_Activity_
Gather each line containing the string "Debug" from these entries.

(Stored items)
- - -
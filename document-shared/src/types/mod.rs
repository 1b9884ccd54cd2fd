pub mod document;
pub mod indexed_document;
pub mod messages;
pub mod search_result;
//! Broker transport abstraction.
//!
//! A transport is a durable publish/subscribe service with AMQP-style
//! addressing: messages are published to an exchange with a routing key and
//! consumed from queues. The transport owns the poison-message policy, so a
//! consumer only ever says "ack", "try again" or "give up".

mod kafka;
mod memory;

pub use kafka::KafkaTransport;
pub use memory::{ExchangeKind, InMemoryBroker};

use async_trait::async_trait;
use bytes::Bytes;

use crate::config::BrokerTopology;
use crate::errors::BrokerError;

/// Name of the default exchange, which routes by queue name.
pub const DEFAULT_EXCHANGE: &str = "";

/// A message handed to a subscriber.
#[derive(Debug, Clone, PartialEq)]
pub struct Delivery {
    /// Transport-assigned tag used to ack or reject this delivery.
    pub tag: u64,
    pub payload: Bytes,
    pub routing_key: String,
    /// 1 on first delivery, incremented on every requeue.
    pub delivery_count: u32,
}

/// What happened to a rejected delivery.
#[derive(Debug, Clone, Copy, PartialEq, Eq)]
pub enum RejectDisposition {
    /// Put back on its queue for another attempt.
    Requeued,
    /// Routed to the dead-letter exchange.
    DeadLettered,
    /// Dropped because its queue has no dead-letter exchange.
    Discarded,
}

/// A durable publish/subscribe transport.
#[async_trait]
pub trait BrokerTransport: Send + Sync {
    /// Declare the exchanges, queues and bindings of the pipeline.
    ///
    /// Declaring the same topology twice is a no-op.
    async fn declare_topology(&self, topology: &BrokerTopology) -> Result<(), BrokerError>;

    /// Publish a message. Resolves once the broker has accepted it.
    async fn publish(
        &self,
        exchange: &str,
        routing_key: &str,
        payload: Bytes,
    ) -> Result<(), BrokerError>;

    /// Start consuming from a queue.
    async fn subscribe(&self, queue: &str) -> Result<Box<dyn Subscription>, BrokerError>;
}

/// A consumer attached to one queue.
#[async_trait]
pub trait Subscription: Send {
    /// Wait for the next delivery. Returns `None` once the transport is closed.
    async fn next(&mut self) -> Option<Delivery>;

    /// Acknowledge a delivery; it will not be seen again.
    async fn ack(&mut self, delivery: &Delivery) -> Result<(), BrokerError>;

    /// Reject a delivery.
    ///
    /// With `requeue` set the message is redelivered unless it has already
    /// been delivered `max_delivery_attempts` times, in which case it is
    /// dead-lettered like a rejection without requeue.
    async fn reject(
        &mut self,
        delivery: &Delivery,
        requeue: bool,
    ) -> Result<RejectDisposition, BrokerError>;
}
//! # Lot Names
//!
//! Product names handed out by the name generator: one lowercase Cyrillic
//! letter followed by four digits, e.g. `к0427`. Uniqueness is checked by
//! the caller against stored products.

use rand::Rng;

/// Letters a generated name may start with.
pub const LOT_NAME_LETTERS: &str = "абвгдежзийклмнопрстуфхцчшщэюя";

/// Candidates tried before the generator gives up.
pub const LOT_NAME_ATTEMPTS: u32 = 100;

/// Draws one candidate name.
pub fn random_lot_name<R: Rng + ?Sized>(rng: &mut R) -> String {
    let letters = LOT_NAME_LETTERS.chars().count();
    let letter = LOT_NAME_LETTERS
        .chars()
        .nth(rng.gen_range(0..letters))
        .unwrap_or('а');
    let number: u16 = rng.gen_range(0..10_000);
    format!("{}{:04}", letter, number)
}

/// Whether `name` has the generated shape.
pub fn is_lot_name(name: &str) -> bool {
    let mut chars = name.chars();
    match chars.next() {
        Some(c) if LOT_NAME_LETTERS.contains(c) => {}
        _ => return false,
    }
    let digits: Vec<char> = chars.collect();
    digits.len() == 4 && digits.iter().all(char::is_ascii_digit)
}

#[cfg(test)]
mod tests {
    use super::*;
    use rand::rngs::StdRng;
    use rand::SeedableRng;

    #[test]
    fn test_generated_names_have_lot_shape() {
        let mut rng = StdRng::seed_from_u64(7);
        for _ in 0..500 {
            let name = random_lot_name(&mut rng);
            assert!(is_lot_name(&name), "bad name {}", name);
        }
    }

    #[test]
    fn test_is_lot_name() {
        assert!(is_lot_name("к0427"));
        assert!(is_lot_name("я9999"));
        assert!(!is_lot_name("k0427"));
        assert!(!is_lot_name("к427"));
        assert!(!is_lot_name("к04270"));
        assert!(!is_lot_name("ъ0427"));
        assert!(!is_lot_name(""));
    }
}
- - -
_Task response_
#[derive(Debug, Clone, PartialEq)]
#[derive(Debug, Clone, Copy, PartialEq, Eq)]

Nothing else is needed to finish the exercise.